[Start of Attachment]

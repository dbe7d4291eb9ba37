//! Line-oriented request producer.
//!
//! Reads newline-delimited JSON audit requests. Lines with `"queue": true`
//! go to the job queue and are acknowledged with their job ID; every other
//! line is submitted inline and its outcome written back as one JSON line.
//! Inline requests still running at end of input or on shutdown are awaited
//! before returning, so no outcome is lost.

use serde::Deserialize;
use std::future::Future;
use std::io;
use std::sync::Arc;
use tokio::io::{AsyncBufRead, AsyncBufReadExt, AsyncWrite, AsyncWriteExt};
use tokio::task::{JoinError, JoinSet};

use audit_gate_core::AuditRequest;

use crate::coordinator::AuditCoordinator;
use crate::jobs::JobQueue;

#[derive(Debug, Deserialize)]
struct InputLine {
    #[serde(flatten)]
    request: AuditRequest,
    #[serde(default)]
    queue: bool,
}

/// Counters for one producer run.
#[derive(Debug, Clone, Copy, Default, PartialEq, Eq)]
pub struct ProducerStats {
    pub submitted: u64,
    pub queued: u64,
    pub malformed: u64,
}

/// Serve requests from `reader` until end of input or `shutdown` resolves.
pub async fn serve_lines<R, W>(
    reader: R,
    mut writer: W,
    coordinator: Arc<AuditCoordinator>,
    queue: Arc<JobQueue>,
    shutdown: impl Future<Output = ()>,
) -> io::Result<ProducerStats>
where
    R: AsyncBufRead + Unpin,
    W: AsyncWrite + Unpin,
{
    let mut lines = reader.lines();
    let mut inline: JoinSet<Option<String>> = JoinSet::new();
    let mut stats = ProducerStats::default();
    tokio::pin!(shutdown);

    loop {
        tokio::select! {
            _ = &mut shutdown => {
                tracing::info!("Producer interrupted");
                break;
            }
            Some(joined) = inline.join_next(), if !inline.is_empty() => {
                write_outcome(&mut writer, joined).await?;
            }
            line = lines.next_line() => {
                let Some(line) = line? else { break };
                if line.trim().is_empty() {
                    continue;
                }
                let input: InputLine = match serde_json::from_str(&line) {
                    Ok(input) => input,
                    Err(e) => {
                        stats.malformed += 1;
                        tracing::warn!(error = %e, "Ignoring malformed request line");
                        continue;
                    }
                };

                if input.queue {
                    stats.queued += 1;
                    let job_id = queue.enqueue(input.request);
                    let ack = serde_json::json!({ "job_id": job_id, "status": "queued" });
                    write_line(&mut writer, &ack.to_string()).await?;
                } else {
                    stats.submitted += 1;
                    let coordinator = coordinator.clone();
                    inline.spawn(async move {
                        let outcome = coordinator.submit(input.request).await;
                        match serde_json::to_string(&outcome) {
                            Ok(json) => Some(json),
                            Err(e) => {
                                tracing::error!(error = %e, "Failed to encode outcome");
                                None
                            }
                        }
                    });
                }
            }
        }
    }

    if !inline.is_empty() {
        tracing::info!(in_flight = inline.len(), "Waiting for inline requests");
    }
    while let Some(joined) = inline.join_next().await {
        write_outcome(&mut writer, joined).await?;
    }
    writer.flush().await?;
    Ok(stats)
}

async fn write_outcome<W: AsyncWrite + Unpin>(
    writer: &mut W,
    joined: Result<Option<String>, JoinError>,
) -> io::Result<()> {
    match joined {
        Ok(Some(json)) => write_line(writer, &json).await,
        Ok(None) => Ok(()),
        Err(e) => {
            tracing::error!(error = %e, "Inline request task ended abnormally");
            Ok(())
        }
    }
}

async fn write_line<W: AsyncWrite + Unpin>(writer: &mut W, line: &str) -> io::Result<()> {
    writer.write_all(line.as_bytes()).await?;
    writer.write_all(b"\n").await?;
    writer.flush().await
}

[End of Attachment]

Work order >> Write out all the records again, exactly as they appear.

Solution to this problem >>
repository dbe7d4291eb9ba37
//! Line-oriented request producer.
//!
//! Reads newline-delimited JSON audit requests. Lines with `"queue": true`
//! go to the job queue and are acknowledged with their job ID; every other
//! line is submitted inline and its outcome written back as one JSON line.
//! Inline requests still running at end of input or on shutdown are awaited
//! before returning, so no outcome is lost.

use serde::Deserialize;
use std::future::Future;
use std::io;
use std::sync::Arc;
use tokio::io::{AsyncBufRead, AsyncBufReadExt, AsyncWrite, AsyncWriteExt};
use tokio::task::{JoinError, JoinSet};

use audit_gate_core::AuditRequest;

use crate::coordinator::AuditCoordinator;
use crate::jobs::JobQueue;

#[derive(Debug, Deserialize)]
struct InputLine {
    #[serde(flatten)]
    request: AuditRequest,
    #[serde(default)]
    queue: bool,
}

/// Counters for one producer run.
#[derive(Debug, Clone, Copy, Default, PartialEq, Eq)]
pub struct ProducerStats {
    pub submitted: u64,
    pub queued: u64,
    pub malformed: u64,
}

/// Serve requests from `reader` until end of input or `shutdown` resolves.
pub async fn serve_lines<R, W>(
    reader: R,
    mut writer: W,
    coordinator: Arc<AuditCoordinator>,
    queue: Arc<JobQueue>,
    shutdown: impl Future<Output = ()>,
) -> io::Result<ProducerStats>
where
    R: AsyncBufRead + Unpin,
    W: AsyncWrite + Unpin,
{
    let mut lines = reader.lines();
    let mut inline: JoinSet<Option<String>> = JoinSet::new();
    let mut stats = ProducerStats::default();
    tokio::pin!(shutdown);

    loop {
        tokio::select! {
            _ = &mut shutdown => {
                tracing::info!("Producer interrupted");
                break;
            }
            Some(joined) = inline.join_next(), if !inline.is_empty() => {
                write_outcome(&mut writer, joined).await?;
            }
            line = lines.next_line() => {
                let Some(line) = line? else { break };
                if line.trim().is_empty() {
                    continue;
                }
                let input: InputLine = match serde_json::from_str(&line) {
                    Ok(input) => input,
                    Err(e) => {
                        stats.malformed += 1;
                        tracing::warn!(error = %e, "Ignoring malformed request line");
                        continue;
                    }
                };

                if input.queue {
                    stats.queued += 1;
                    let job_id = queue.enqueue(input.request);
                    let ack = serde_json::json!({ "job_id": job_id, "status": "queued" });
                    write_line(&mut writer, &ack.to_string()).await?;
                } else {
                    stats.submitted += 1;
                    let coordinator = coordinator.clone();
                    inline.spawn(async move {
                        let outcome = coordinator.submit(input.request).await;
                        match serde_json::to_string(&outcome) {
                            Ok(json) => Some(json),
                            Err(e) => {
                                tracing::error!(error = %e, "Failed to encode outcome");
                                None
                            }
                        }
                    });
                }
            }
        }
    }

    if !inline.is_empty() {
        tracing::info!(in_flight = inline.len(), "Waiting for inline requests");
    }
    while let Some(joined) = inline.join_next().await {
        write_outcome(&mut writer, joined).await?;
    }
    writer.flush().await?;
    Ok(stats)
}

async fn write_outcome<W: AsyncWrite + Unpin>(
    writer: &mut W,
    joined: Result<Option<String>, JoinError>,
) -> io::Result<()> {
    match joined {
        Ok(Some(json)) => write_line(writer, &json).await,
        Ok(None) => Ok(()),
        Err(e) => {
            tracing::error!(error = %e, "Inline request task ended abnormally");
            Ok(())
        }
    }
}

async fn write_line<W: AsyncWrite + Unpin>(writer: &mut W, line: &str) -> io::Result<()> {
    writer.write_all(line.as_bytes()).await?;
    writer.write_all(b"\n").await?;
    writer.flush().await
}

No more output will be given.